Die allermeisten werden den Trollstigen kennen, aber die wenigsten haben vom ca. 50 km entfernten Aursjøvegen etwas gehört. Der Nordis-Autor Reinhard Pantke, der gerade mehrere Monate per Fahrrad in Norwegen und Schweden unterwegs ist, hat den abenteuerlichen Weg über die Berge erkundet und schildert seine Erlebnisse.
Text und Bilder: Reinhard Pantke
Das kleine Dorf Eikesdalen am glasklaren Eikesdalsvatnet war lange Zeit fast von der Außenwelt abgeschnitten und nur durch ein kleines Passagierboot erreichbar.. Erst 1991 entstand die Straße, die sich entlang des Sees, begrenzt durch unglaublich steile Bergwände und einen vier Kilometer langen Tunnel nach Eikesdalen windet.
Schon die Anfahrt entlang des Sees mit Blick auf Berge und das winzige Dorf ist ein Highlight. Im Ort gibt es zwei Campingplätze und ein Wirtshaus – leider sonntags geschlossen und montags Ruhetag. So musste ich von Samstag bis Mittwoch aus den Packtaschen leben, vier Tage ohne Einkauf.
Am nächsten Morgen stand noch ein Abstecher zu Norwegens höchstem Wasserfall auf dem Programm, der allerdings nur zwischen Ende Juni und August Wasser führt.



Aufwärts
Der Campingplatzbetreiber beschrieb die folgende Strecke als „Trollstigen on steroids“ – und er hatte recht: Nach einem lockeren Beginn wurde es mit 9–13 % richtig steil. Mit meinem „Biobike“ (ohne Motor) und rund 55 kg Gesamtgewicht blieb oft nur Schieben. Schotter, schmale Leitplanken und steile Abgründe sorgen für gehörigen Respekt, nicht nur bei Radfahrern. Dazu kommt ein stockdunkler, enger Tunnel bergauf, in dem mir mit guter Lampe nur wenige Meter Sicht blieben und mir mittendrin ein Wohnmobil begegnete.
Nach einigen Stunden, vielen Trinkpausen und noch mehr Fotostopps erreiche ich schließlich das Hochfjell.

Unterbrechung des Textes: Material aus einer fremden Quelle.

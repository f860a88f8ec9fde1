//! Bitmap suites.

use std::collections::BTreeSet;

use datakit_bitmap::{
    Bitmap,
    ContainerKind,
};
use rand::{
    rngs::StdRng,
    Rng,
    SeedableRng,
};

use crate::harness::Checks;

pub fn ops(checks: &mut Checks) {
    let mut set = Bitmap::new();
    for value in [1u16, 100, 200, 300] {
        checks.check(set.insert(value), "fresh insert reports true");
    }
    checks.check(!set.insert(200), "duplicate insert reports false");
    checks.check(set.remove(100), "remove reports presence");
    checks.check(!set.contains(100), "removed member is gone");
    checks.eq(set.cardinality(), 3, "cardinality after removal");
    checks.eq(set.to_vec(), vec![1, 200, 300], "ascending iteration");
    checks.eq(set.min(), Some(1), "min");
    checks.eq(set.max(), Some(300), "max");

    // Mirror a random mutation stream against a reference set.
    let mut rng = StdRng::seed_from_u64(21);
    let mut set = Bitmap::new();
    let mut reference = BTreeSet::new();
    for _ in 0..20_000 {
        let value: u16 = rng.gen();
        if rng.gen_bool(0.7) {
            checks.check(
                set.insert(value) == reference.insert(value),
                "insert agrees with reference",
            );
        } else {
            checks.check(
                set.remove(value) == reference.remove(&value),
                "remove agrees with reference",
            );
        }
    }
    checks.eq(set.cardinality() as usize, reference.len(), "final cardinality");
    checks.check(
        set.iter().eq(reference.iter().copied()),
        "final iteration order",
    );
}

pub fn ranges(checks: &mut Checks) {
    let mut set = Bitmap::new();
    checks.eq(set.insert_range(100..200), Ok(100), "range insert count");
    checks.eq(set.remove_range(150..160), Ok(10), "range remove count");
    checks.eq(set.cardinality(), 90, "cardinality after range edits");
    checks.check(!set.contains(155), "hole is absent");
    checks.check(set.contains(160), "edge past the hole is present");

    checks.check(set.insert_range(10..9).is_err(), "inverted range rejected");
    checks.check(
        set.insert_range(0..70_000).is_err(),
        "out-of-domain range rejected",
    );

    let mut big = Bitmap::new();
    big.insert_range(0..65_536).expect("full domain");
    checks.eq(big.cardinality(), 65_536, "full domain cardinality");
    checks.eq(big.stats().kind, ContainerKind::Runs, "full domain is one run");
    big.remove_range(1..65_535).expect("carve the middle");
    checks.eq(big.to_vec(), vec![0, 65_535], "edges survive");
}

pub fn boolean(checks: &mut Checks) {
    let mut rng = StdRng::seed_from_u64(22);
    let xs: BTreeSet<u16> = (0..4_000).map(|_| rng.gen()).collect();
    let ys: BTreeSet<u16> = (0..4_000).map(|_| rng.gen::<u16>() / 2).collect();
    let x: Bitmap = xs.iter().copied().collect();
    let y: Bitmap = ys.iter().copied().collect();

    checks.check(
        x.and(&y).iter().eq(xs.intersection(&ys).copied()),
        "and agrees with reference",
    );
    checks.check(
        x.or(&y).iter().eq(xs.union(&ys).copied()),
        "or agrees with reference",
    );
    checks.check(
        x.xor(&y).iter().eq(xs.symmetric_difference(&ys).copied()),
        "xor agrees with reference",
    );
    checks.check(
        x.and_not(&y).iter().eq(xs.difference(&ys).copied()),
        "and_not agrees with reference",
    );
    checks.check(
        x.or(&y).cardinality() <= x.cardinality() + y.cardinality(),
        "union bound",
    );
    checks.eq(
        x.xor(&y),
        x.or(&y).and_not(&x.and(&y)),
        "xor is union minus intersection",
    );
    checks.check(x.and(&y).is_subset(&x), "intersection is a subset");
    checks.check(x.intersects(&y) == !x.and(&y).is_empty(), "intersects agrees");
}

pub fn wire(checks: &mut Checks) {
    let mut rng = StdRng::seed_from_u64(23);

    let sparse: Bitmap = (0..64).map(|_| rng.gen::<u16>()).collect();
    let mut dense = Bitmap::new();
    for _ in 0..10_000 {
        dense.insert(rng.gen());
    }
    let mut runs = Bitmap::new();
    runs.insert_range(1_000..30_000).expect("runs");

    for (set, kind, label) in [
        (&sparse, ContainerKind::Array, "array"),
        (&dense, ContainerKind::Bitmap, "bitmap"),
        (&runs, ContainerKind::Runs, "runs"),
    ] {
        checks.eq(set.stats().kind, kind, label);
        let bytes = set.to_bytes();
        match Bitmap::deserialize(&bytes) {
            Ok((back, used)) => {
                checks.eq(used, bytes.len(), label);
                checks.eq(back.stats().kind, kind, label);
                checks.check(back == *set, label);
            }
            Err(err) => checks.check(false, &format!("{label}: deserialize failed: {err}")),
        }
    }

    checks.check(Bitmap::deserialize(&[9]).is_err(), "unknown kind rejected");
    checks.check(
        Bitmap::deserialize(&[0, 10, 0, 1]).is_err(),
        "truncated payload rejected",
    );
}
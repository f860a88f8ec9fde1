//! Bitmap wire format.
//!
//! One kind byte, then a kind-specific payload, little-endian throughout:
//!
//! * `0` array — u16 cardinality, then that many sorted u16 values.
//! * `1` bitmap — 8192 raw bytes of bit array.
//! * `2` runs — u16 run count, then (u16 start, u16 length) pairs. The
//!   length field holds the run's element count; the one value it cannot
//!   name (a single 65536-element run) is written as two runs and coalesced
//!   on read.
//!
//! Any kind is accepted on read regardless of what the writer would pick
//! for the same set, and a round trip preserves both the set and the kind.

use alloc::{
    vec,
    vec::Vec,
};

use datakit_types::bytes;

use crate::{
    container::{
        dense,
        runs::Run,
        ArrayContainer,
        Container,
        ContainerKind,
        DenseContainer,
        RunContainer,
    },
    Bitmap,
    Error,
    DENSE_BYTES,
};

fn wr(err: datakit_types::Error) -> Error {
    match err {
        datakit_types::Error::BufferTooShort => Error::BufferTooShort,
        datakit_types::Error::Malformed => Error::Malformed,
    }
}

fn rd(err: datakit_types::Error) -> Error {
    match err {
        datakit_types::Error::BufferTooShort => Error::UnexpectedEnd,
        datakit_types::Error::Malformed => Error::Malformed,
    }
}

/// Runs as they appear on the wire, with the full-domain run split in two.
fn wire_runs(container: &RunContainer) -> impl Iterator<Item = (u16, u32)> + '_ {
    container.runs().iter().flat_map(|run| {
        let len = run.len();
        if len == dense::WORDS as u32 * 64 {
            let half = len / 2;
            [Some((run.start, half)), Some((half as u16, half))]
        } else {
            [Some((run.start, len)), None]
        }
        .into_iter()
        .flatten()
    })
}

impl Bitmap {
    /// Exact size [`serialize`](Bitmap::serialize) will produce.
    pub fn serialized_size(&self) -> usize {
        1 + match &self.container {
            Container::Array(c) => 2 + c.bytes(),
            Container::Dense(_) => DENSE_BYTES,
            Container::Runs(c) => 2 + wire_runs(c).count() * 4,
        }
    }

    /// Write the set into `dst`, returning the bytes written.
    pub fn serialize(&self, dst: &mut [u8]) -> Result<usize, Error> {
        if dst.len() < self.serialized_size() {
            return Err(Error::BufferTooShort);
        }
        let mut at = bytes::store_u8(dst, self.container.kind().tag()).map_err(wr)?;
        match &self.container {
            Container::Array(c) => {
                at += bytes::store_u16(&mut dst[at..], c.cardinality() as u16).map_err(wr)?;
                for &value in c.as_slice() {
                    at += bytes::store_u16(&mut dst[at..], value).map_err(wr)?;
                }
            }
            Container::Dense(c) => {
                for &word in c.words() {
                    at += bytes::store_u64(&mut dst[at..], word).map_err(wr)?;
                }
            }
            Container::Runs(c) => {
                let count = wire_runs(c).count();
                at += bytes::store_u16(&mut dst[at..], count as u16).map_err(wr)?;
                for (start, len) in wire_runs(c) {
                    at += bytes::store_u16(&mut dst[at..], start).map_err(wr)?;
                    at += bytes::store_u16(&mut dst[at..], len as u16).map_err(wr)?;
                }
            }
        }
        Ok(at)
    }

    /// Serialize into a fresh vector.
    pub fn to_bytes(&self) -> Vec<u8> {
        let mut buf = vec![0; self.serialized_size()];
        let written = self.serialize(&mut buf).expect("sized by serialized_size");
        debug_assert_eq!(written, buf.len());
        buf
    }

    /// Reconstruct a set and its exact container form from `src`.
    ///
    /// Returns the bitmap and the bytes consumed.
    pub fn deserialize(src: &[u8]) -> Result<(Self, usize), Error> {
        let (tag, mut at) = bytes::read_u8(src).map_err(rd)?;
        let container = match ContainerKind::try_from(tag)? {
            ContainerKind::Array => {
                let (count, n) = bytes::read_u16(&src[at..]).map_err(rd)?;
                at += n;
                let mut values = Vec::with_capacity(usize::from(count));
                for _ in 0..count {
                    let (value, n) = bytes::read_u16(&src[at..]).map_err(rd)?;
                    at += n;
                    if values.last().map_or(false, |&p: &u16| p >= value) {
                        return Err(Error::Malformed);
                    }
                    values.push(value);
                }
                Container::Array(ArrayContainer::from_sorted(values))
            }
            ContainerKind::Bitmap => {
                let mut words = vec![0u64; dense::WORDS];
                for word in words.iter_mut() {
                    let (value, n) = bytes::read_u64(&src[at..]).map_err(rd)?;
                    at += n;
                    *word = value;
                }
                Container::Dense(DenseContainer::from_words(words.into_boxed_slice()))
            }
            ContainerKind::Runs => {
                let (count, n) = bytes::read_u16(&src[at..]).map_err(rd)?;
                at += n;
                let mut runs: Vec<Run> = Vec::with_capacity(usize::from(count));
                for _ in 0..count {
                    let (start, n) = bytes::read_u16(&src[at..]).map_err(rd)?;
                    at += n;
                    let (len, n) = bytes::read_u16(&src[at..]).map_err(rd)?;
                    at += n;
                    if len == 0 {
                        return Err(Error::Malformed);
                    }
                    let last = u32::from(start) + u32::from(len) - 1;
                    if last > u32::from(u16::MAX) {
                        return Err(Error::Malformed);
                    }
                    match runs.last_mut() {
                        Some(previous) if u32::from(previous.last) + 1 == u32::from(start) => {
                            // Wire-split neighbor; stitch it back together.
                            previous.last = last as u16;
                        }
                        Some(previous) if previous.last >= start => {
                            return Err(Error::Malformed);
                        }
                        _ => runs.push(Run {
                            start,
                            last: last as u16,
                        }),
                    }
                }
                Container::Runs(RunContainer::from_runs(runs))
            }
        };
        Ok((Bitmap { container }, at))
    }
}

/// Total serialized length implied by the head of `src`, without decoding.
pub fn peek_len(src: &[u8]) -> Result<usize, Error> {
    let (tag, at) = bytes::read_u8(src).map_err(rd)?;
    match ContainerKind::try_from(tag)? {
        ContainerKind::Array => {
            let (count, n) = bytes::read_u16(&src[at..]).map_err(rd)?;
            Ok(at + n + usize::from(count) * 2)
        }
        ContainerKind::Bitmap => Ok(at + DENSE_BYTES),
        ContainerKind::Runs => {
            let (count, n) = bytes::read_u16(&src[at..]).map_err(rd)?;
            Ok(at + n + usize::from(count) * 4)
        }
    }
}
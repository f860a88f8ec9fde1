#![cfg_attr(not(feature = "std"), no_std)]
#![warn(missing_docs)]
#![deny(unsafe_code)]

//! A set of 16-bit integers that adapts its representation to its contents.
//!
//! A [`Bitmap`] holds exactly one of three container forms: a sorted sparse
//! array, a dense 8192-byte bit array, or a list of contiguous runs. Every
//! mutation may switch the form; external observers only see cardinality and
//! ascending iteration, which are preserved across any transition.

extern crate alloc;

mod bitmap;
mod container;
mod error;
mod iter;

pub mod serialize;


pub use bitmap::{
    Bitmap,
    BitmapStats,
};
pub use container::ContainerKind;
pub use error::Error;
pub use iter::Iter;

/// Number of distinct values the set can hold.
pub const UNIVERSE: u32 = 1 << 16;

/// Largest cardinality the sorted-array form is allowed to reach.
pub(crate) const ARRAY_MAX: usize = 4096;

/// Byte footprint of the dense form's bit array.
pub(crate) const DENSE_BYTES: usize = 8192;
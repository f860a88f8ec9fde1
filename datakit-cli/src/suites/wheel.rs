//! Timing-wheel suites.

use std::{
    cell::{
        Cell,
        RefCell,
    },
    rc::Rc,
};

use datakit_wheel::{
    Error,
    TimerId,
    Wheel,
};

use crate::harness::Checks;

const MS: u64 = 1_000;
const HOUR: u64 = 3_600_000_000;

fn logged(wheel: &mut Wheel, delay_us: u64, log: &Rc<RefCell<Vec<TimerId>>>) -> TimerId {
    let log = Rc::clone(log);
    wheel
        .register(delay_us, 0, move |_, id| {
            log.borrow_mut().push(id);
            false
        })
        .expect("registration")
}

pub fn oneshot(checks: &mut Checks) {
    let mut wheel = Wheel::new();
    let log = Rc::new(RefCell::new(Vec::new()));
    logged(&mut wheel, 500 * MS, &log);

    checks.eq(wheel.advance(400 * MS).unwrap(), 0, "early advance fires nothing");
    checks.eq(wheel.advance(600 * MS).unwrap(), 1, "due advance fires once");
    checks.eq(wheel.advance(10_000 * MS).unwrap(), 0, "no double fire");
    checks.check(wheel.is_empty(), "wheel drains");

    // Expiration order across levels, scrambled registration order.
    let mut wheel = Wheel::new();
    let log = Rc::new(RefCell::new(Vec::new()));
    let c = logged(&mut wheel, 700 * MS, &log);
    let a = logged(&mut wheel, 2 * MS, &log);
    let d = logged(&mut wheel, 20_000 * MS, &log);
    let b = logged(&mut wheel, 90 * MS, &log);
    wheel.advance(30_000 * MS).unwrap();
    checks.eq(log.borrow().clone(), vec![a, b, c, d], "expiration order");

    checks.eq(
        wheel.peek_next(),
        None,
        "peek on an empty wheel",
    );
}

pub fn repeat(checks: &mut Checks) {
    let mut wheel = Wheel::new();
    let fired = Rc::new(Cell::new(0u64));
    let count = Rc::clone(&fired);
    wheel
        .register(10 * MS, 10 * MS, move |_, _| {
            count.set(count.get() + 1);
            true
        })
        .expect("registration");

    checks.eq(wheel.advance(55 * MS).unwrap(), 5, "five fires across 55 ms");
    checks.eq(fired.get(), 5, "callback count agrees");

    // A long gap paces instead of bursting.
    let before = fired.get();
    wheel.advance(1_055 * MS).unwrap();
    let fired_in_gap = fired.get() - before;
    checks.check(
        fired_in_gap <= 1_000 / 10,
        "slot anchoring prevents catch-up storms",
    );
    checks.check(fired_in_gap >= 80, "repeats keep pacing through the gap");
}

pub fn cancel(checks: &mut Checks) {
    let mut wheel = Wheel::new();
    let log = Rc::new(RefCell::new(Vec::new()));
    let doomed = logged(&mut wheel, 50 * MS, &log);
    let survivor = logged(&mut wheel, 60 * MS, &log);

    checks.check(wheel.unregister(doomed).is_ok(), "cancel accepted");
    checks.check(wheel.unregister(doomed).is_ok(), "cancel is idempotent");
    checks.eq(
        wheel.unregister(0).unwrap_err(),
        Error::UnknownTimer(0),
        "zero is reserved",
    );
    checks.eq(
        wheel.unregister(999).unwrap_err(),
        Error::UnknownTimer(999),
        "unissued identifiers are rejected",
    );

    checks.eq(wheel.advance(100 * MS).unwrap(), 1, "only the survivor fires");
    checks.eq(log.borrow().clone(), vec![survivor], "victim never fired");
    checks.check(wheel.is_empty(), "cancelled timer was retired");
}

pub fn stores(checks: &mut Checks) {
    let mut wheel = Wheel::new();
    let log = Rc::new(RefCell::new(Vec::new()));
    logged(&mut wheel, 0, &log);
    logged(&mut wheel, 500, &log);
    logged(&mut wheel, 5 * MS, &log);
    logged(&mut wheel, 1_000 * MS, &log);
    logged(&mut wheel, 20 * HOUR, &log);

    let stats = wheel.stats();
    checks.eq(stats.live, 5, "live count");
    checks.eq(stats.pending, 2, "zero and sub-slot delays pend");
    checks.eq(stats.overflow, 1, "past-coverage timer overflows");

    checks.eq(wheel.advance(21 * HOUR).unwrap(), 5, "everything fires once");
    let stats = wheel.stats();
    checks.eq(stats.live, 0, "drained");
    checks.eq(stats.fired, 5, "fired counter");
    checks.eq(stats.scheduled, 5, "scheduled counter");

    // Re-entrant registration lands in pending and is never lost.
    let mut wheel = Wheel::new();
    let log = Rc::new(RefCell::new(Vec::new()));
    let inner = Rc::clone(&log);
    wheel
        .register(5 * MS, 0, move |wheel, _| {
            let log = Rc::clone(&inner);
            wheel
                .register(10 * MS, 0, move |_, id| {
                    log.borrow_mut().push(id);
                    false
                })
                .expect("nested registration");
            false
        })
        .expect("registration");
    checks.eq(wheel.advance(6 * MS).unwrap(), 1, "outer fires");
    checks.eq(wheel.advance(30 * MS).unwrap(), 1, "nested timer fires");
    checks.eq(log.borrow().len(), 1, "nested callback ran once");
}
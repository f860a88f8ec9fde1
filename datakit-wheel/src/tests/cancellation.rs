use crate::{
    tests::{
        fire_log,
        register_logged,
        HOUR,
        MS,
    },
    Error,
    Wheel,
};

#[test]
fn a_cancelled_timer_never_fires() {
    let mut wheel = Wheel::new();
    let log = fire_log();
    let id = register_logged(&mut wheel, 50 * MS, &log);
    let keeper = register_logged(&mut wheel, 60 * MS, &log);

    wheel.unregister(id).unwrap();
    assert_eq!(wheel.advance(200 * MS).unwrap(), 1);
    assert_eq!(*log.borrow(), [keeper]);
    assert!(wheel.is_empty());
    assert_eq!(wheel.stats().cancelled, 0, "identifier was retired");
}

#[test]
fn cancellation_is_idempotent() {
    let mut wheel = Wheel::new();
    let log = fire_log();
    let id = register_logged(&mut wheel, 50 * MS, &log);
    wheel.unregister(id).unwrap();
    wheel.unregister(id).unwrap();
    wheel.unregister(id).unwrap();
    assert_eq!(wheel.advance(100 * MS).unwrap(), 0);
    assert!(log.borrow().is_empty());
}

#[test]
fn impossible_identifiers_are_rejected() {
    let mut wheel = Wheel::new();
    assert_eq!(wheel.unregister(0), Err(Error::UnknownTimer(0)));
    assert_eq!(wheel.unregister(1), Err(Error::UnknownTimer(1)));

    let log = fire_log();
    let id = register_logged(&mut wheel, 50 * MS, &log);
    assert_eq!(wheel.unregister(id + 1), Err(Error::UnknownTimer(id + 1)));
    wheel.unregister(id).unwrap();
}

#[test]
fn cancelling_pending_and_overflow_timers_works() {
    let mut wheel = Wheel::new();
    let log = fire_log();
    let near = register_logged(&mut wheel, 0, &log);
    let far = register_logged(&mut wheel, 20 * HOUR, &log);
    wheel.unregister(near).unwrap();
    wheel.unregister(far).unwrap();

    assert_eq!(wheel.advance(21 * HOUR).unwrap(), 0);
    assert!(log.borrow().is_empty());
    assert!(wheel.is_empty());
}

#[test]
fn cancel_after_fire_is_harmless() {
    let mut wheel = Wheel::new();
    let log = fire_log();
    let id = register_logged(&mut wheel, 5 * MS, &log);
    assert_eq!(wheel.advance(10 * MS).unwrap(), 1);

    // The identifier was issued, so the mark is accepted; nothing is left
    // to retire it against.
    wheel.unregister(id).unwrap();
    assert_eq!(wheel.advance(20 * MS).unwrap(), 0);
    assert_eq!(log.borrow().len(), 1);
}

#[test]
fn callbacks_can_cancel_other_timers() {
    let mut wheel = Wheel::new();
    let log = fire_log();
    let victim = register_logged(&mut wheel, 50 * MS, &log);
    wheel
        .register(10 * MS, 0, move |wheel, _| {
            wheel.unregister(victim).unwrap();
            false
        })
        .unwrap();

    assert_eq!(wheel.advance(200 * MS).unwrap(), 1);
    assert!(log.borrow().is_empty(), "victim fired anyway");
}
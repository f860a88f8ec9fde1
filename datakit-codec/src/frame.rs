//! Frame-of-reference payload: frame minimum, bit width, packed offsets.

use alloc::vec::Vec;

use datakit_types::{
    bytes,
    varint,
};

use crate::{
    error::{
        rd,
        wr,
    },
    pack,
    Error,
    Metadata,
};

pub(crate) fn encode(values: &[u64], dst: &mut [u8]) -> Result<(usize, Metadata), Error> {
    let min = values.iter().copied().min().unwrap_or(0);
    let max = values.iter().copied().max().unwrap_or(0);
    let width = bytes::bit_width(max - min);
    let mut at = varint::encode(min, dst).map_err(wr)?;
    at += bytes::store_u8(&mut dst[at..], width).map_err(wr)?;
    at += pack::pack(values.iter().map(|&v| v - min), width, &mut dst[at..])?;
    Ok((at, Metadata::For { min, width }))
}

pub(crate) fn decode(src: &[u8], count: usize, out: &mut Vec<u64>) -> Result<usize, Error> {
    let (min, mut at) = varint::decode(src).map_err(rd)?;
    let (width, used) = bytes::read_u8(&src[at..]).map_err(rd)?;
    at += used;
    if width > 64 {
        return Err(Error::InvalidWidth(width));
    }
    let mut overflow = false;
    at += pack::unpack(&src[at..], width, count, |offset| {
        match min.checked_add(offset) {
            Some(value) => out.push(value),
            None => overflow = true,
        }
    })?;
    if overflow {
        return Err(Error::Malformed);
    }
    Ok(at)
}

pub(crate) fn size(src: &[u8], count: usize) -> Result<usize, Error> {
    let first = *src.first().ok_or(Error::UnexpectedEnd)?;
    let mut at = varint::peek_size(first).map_err(rd)?;
    let (width, used) = bytes::read_u8(src.get(at..).ok_or(Error::UnexpectedEnd)?).map_err(rd)?;
    at += used;
    if width > 64 {
        return Err(Error::InvalidWidth(width));
    }
    let total = at + bytes::packed_len(width, count);
    if total > src.len() {
        return Err(Error::UnexpectedEnd);
    }
    Ok(total)
}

Offenbar sehe ich ziemlich erledigt aus – gleich mehrere Leute halten an und bieten mir kaltes Wasser und sogar eine Mitfahrgelegenheit an. Das Wasser nehme ich dankend an. Die Mitfahrgelegenheit? Niemals.



Norwegische Gastfreundschaft und wilde Weiten
Der Aursjøvegen entstand beim Bau der Staudämme und ist meist von Mai/Juni bis zum ersten Schnee befahrbar. Für größere Wohnmobile oder Gespanne ist die Strecke wegen der steilen Abschnitte sowie der niedrigen und schmalen Tunnel eher ungeeignet.
Oben angekommen eröffnet sich eine fantastische Fjelllandschaft. Ich denke noch: „Jetzt geht es nur noch bergab.“ Denkste! Die Strecke gleicht eher einer Achterbahn mit ständigem Auf und Ab.
Schnell wird klar, dass ich die DNT-Hütte nicht mehr rechtzeitig erreiche. Meine Hoffnung auf ein warmes Abendessen schwindet. Nicht wegen meines Magens erwähne ich das, sondern weil mich die norwegische Gastfreundschaft immer wieder beeindruckt. Obwohl ich erst kurz vor 20 Uhr ankomme, stellt sich der Wirt noch einmal an den Herd und zaubert mir ein leckeres Abendessen. Sonst hätte es nur Kekse und Schokolade gegeben.
Die DNT-Hütte liegt direkt an der Straße und ist im Sommer von Ende Juni bis Anfang September bewirtschaftet. Übernachten kann man in einfachen Zimmern oder Matratzenlagern, dazu gibt es überraschend gutes Essen. Direkt daneben erhebt sich die gewaltige Staumauer des Aursjøen, der in den 1950er-Jahren zur Energiegewinnung aufgestaut wurde.



Spektakulär talwärts
Am nächsten Morgen: wieder Sonne, über 20 Grad und perfekte Bedingungen, vorbei an Seen und vielen Ferienhütten geht es übers Fjell. Einige Kilometer später „stürzt“ der Weg talwärts, eingerahmt von gewaltigen Bergen und spektakulären Wasserfällen. Wegen Schlaglöchern und Wellblechpiste muss ich bergab trotzdem bremsen, an einigen Stellen sehe ich, wie selbst Autos ein bisschen Mühe haben, die steile Schotterstraße hochzukommen.
Zum Abschluss windet sich schmale Straße durch ein wunderschönes Tal, vorbei an Höfen und entlang glasklarer Flusses bis nach Sunndalsøra, zurück in die Zivilisation.